Work order >>
How many lines in these records hold the string "shared"? State only that number.

(Collected data entries)

'''

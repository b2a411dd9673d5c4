// src/recipe.rs

//! Recipes as seen by the binary resolver
//!
//! Only the parts that influence binary identity are modelled here: the
//! reference, the build configuration (settings, options, requirement
//! package ids) and the recipe-declared build policy.

use crate::hash::{hash_bytes, HashAlgorithm};
use crate::reference::{PackageIdentity, RecipeRef};
use serde::Deserialize;
use std::collections::BTreeMap;
use std::fmt;

/// How a node's recipe entered the graph
#[derive(Debug, Clone, Copy, PartialEq, Eq, Hash, Default, Deserialize)]
#[serde(rename_all = "lowercase")]
pub enum RecipeKind {
    /// Ordinary recipe from the cache or a remote
    #[default]
    Regular,
    /// The root consumer being installed (never decided here)
    Consumer,
    /// Synthetic root created for ad-hoc installs (never decided here)
    Virtual,
    /// Recipe consumed from an editable checkout
    Editable,
}

impl RecipeKind {
    pub fn as_str(&self) -> &str {
        match self {
            RecipeKind::Regular => "regular",
            RecipeKind::Consumer => "consumer",
            RecipeKind::Virtual => "virtual",
            RecipeKind::Editable => "editable",
        }
    }

    /// Consumer and virtual roots have no binary of their own
    pub fn has_binary(&self) -> bool {
        !matches!(self, RecipeKind::Consumer | RecipeKind::Virtual)
    }
}

impl fmt::Display for RecipeKind {
    fn fmt(&self, f: &mut fmt::Formatter<'_>) -> fmt::Result {
        f.write_str(self.as_str())
    }
}

/// Build policy a recipe may declare for itself
#[derive(Debug, Clone, Copy, PartialEq, Eq, Deserialize)]
#[serde(rename_all = "lowercase")]
pub enum RecipeBuildPolicy {
    /// Build from source whenever no binary is available
    Missing,
    /// Always build from source
    Always,
}

/// A recipe with its binary-relevant configuration
#[derive(Debug, Clone)]
pub struct Recipe {
    pub reference: RecipeRef,
    /// Settings such as `os`, `arch`, `compiler`, `build_type`
    pub settings: BTreeMap<String, String>,
    /// Recipe options such as `shared=True`
    pub options: BTreeMap<String, String>,
    /// Public requirements (`name/version`) that affect this binary
    pub requires: Vec<String>,
    pub build_policy: Option<RecipeBuildPolicy>,
    /// Store the package under a compact path
    pub short_paths: bool,
}

impl Recipe {
    pub fn new(reference: RecipeRef) -> Self {
        Self {
            reference,
            settings: BTreeMap::new(),
            options: BTreeMap::new(),
            requires: Vec::new(),
            build_policy: None,
            short_paths: false,
        }
    }

    pub fn with_setting(mut self, key: impl Into<String>, value: impl Into<String>) -> Self {
        self.settings.insert(key.into(), value.into());
        self
    }

    pub fn with_option(mut self, key: impl Into<String>, value: impl Into<String>) -> Self {
        self.options.insert(key.into(), value.into());
        self
    }

    /// Configuration fingerprint of this recipe's binary
    ///
    /// Deterministic: settings and options iterate in key order and
    /// requirement ids are sorted before hashing.
    pub fn package_id(&self) -> String {
        let mut data = String::new();

        data.push_str("[settings]\n");
        for (k, v) in &self.settings {
            data.push_str(&format!("{}={}\n", k, v));
        }

        data.push_str("[options]\n");
        for (k, v) in &self.options {
            data.push_str(&format!("{}={}\n", k, v));
        }

        data.push_str("[requires]\n");
        let mut requires: Vec<_> = self.requires.iter().collect();
        requires.sort();
        for req in requires {
            data.push_str(req);
            data.push('\n');
        }

        hash_bytes(HashAlgorithm::Sha256, data.as_bytes()).value
    }

    /// Identity of the binary this recipe produces with its configuration
    pub fn identity(&self) -> PackageIdentity {
        PackageIdentity::new(self.reference.clone(), self.package_id())
    }
}

#[cfg(test)]
mod tests {
    use super::*;

    fn zlib() -> Recipe {
        Recipe::new(RecipeRef::new("zlib", "1.2.13"))
            .with_setting("os", "Linux")
            .with_setting("arch", "x86_64")
            .with_option("shared", "False")
    }

    #[test]
    fn test_package_id_deterministic() {
        assert_eq!(zlib().package_id(), zlib().package_id());
        assert_eq!(zlib().package_id().len(), 64);
    }

    #[test]
    fn test_package_id_ignores_insertion_order() {
        let a = Recipe::new(RecipeRef::new("zlib", "1.2.13"))
            .with_setting("arch", "x86_64")
            .with_setting("os", "Linux")
            .with_option("shared", "False");
        assert_eq!(a.package_id(), zlib().package_id());

        let mut b = zlib();
        b.requires = vec!["bbb".into(), "aaa".into()];
        let mut c = zlib();
        c.requires = vec!["aaa".into(), "bbb".into()];
        assert_eq!(b.package_id(), c.package_id());
    }

    #[test]
    fn test_package_id_changes_with_option() {
        let shared = zlib().with_option("shared", "True");
        assert_ne!(shared.package_id(), zlib().package_id());
    }

    #[test]
    fn test_package_id_independent_of_reference() {
        // Same configuration on a different version still yields the same id;
        // the identity differs through its recipe reference.
        let mut other = zlib();
        other.reference = RecipeRef::new("zlib", "1.3");
        assert_eq!(other.package_id(), zlib().package_id());
        assert_ne!(other.identity(), zlib().identity());
    }

    #[test]
    fn test_recipe_kind() {
        assert!(RecipeKind::Regular.has_binary());
        assert!(RecipeKind::Editable.has_binary());
        assert!(!RecipeKind::Consumer.has_binary());
        assert!(!RecipeKind::Virtual.has_binary());
        assert_eq!(RecipeKind::Editable.to_string(), "editable");
    }
}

'''

Answer >>
5